About this task:
Where a line in the records below contains the string "RawResponse", tally it; give only the final number.

Stored items from a collection:
[Start of section]
use reqwest::Client;
use tracing::{debug, info};
use url::form_urlencoded;

use crate::{
    config::{ArxivConfig, ArxivQuery},
    error::HarvestResult,
    model::RawResponse
};

// single GET against the arXiv export API. no retries, no paging.
#[derive(Debug)]
pub struct ArxivFetcher {
    client: Client,
    config: ArxivConfig
}

impl ArxivFetcher {
    pub fn new(config: ArxivConfig) -> HarvestResult<Self> {
        let client = Client::builder()
            .user_agent(config.user_agent.as_str())
            .timeout(config.timeout)
            .build()?;
        Ok(ArxivFetcher {
            client,
            config
        })
    }

    pub fn query_url(&self, query: &ArxivQuery) -> String {
        let params = form_urlencoded::Serializer::new(String::new())
            .append_pair("search_query", &query.search_query)
            .append_pair("start", &query.start.to_string())
            .append_pair("max_results", &query.max_results.to_string())
            .finish();
        format!("{}?{}", self.config.api_url, params)
    }

    pub async fn fetch(&self, query: &ArxivQuery) -> HarvestResult<RawResponse> {
        let url = self.query_url(query);
        info!(url = %url, "fetching arxiv feed");

        let response = self.client
            .get(url.as_str())
            .send()
            .await?
            .error_for_status()?;
        let status = response.status();
        let body = response.bytes().await?.to_vec();

        debug!(status = %status, bytes = body.len(), "arxiv feed received");
        Ok(RawResponse { url, body })
    }
}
[End of section]
Exercise solution:
3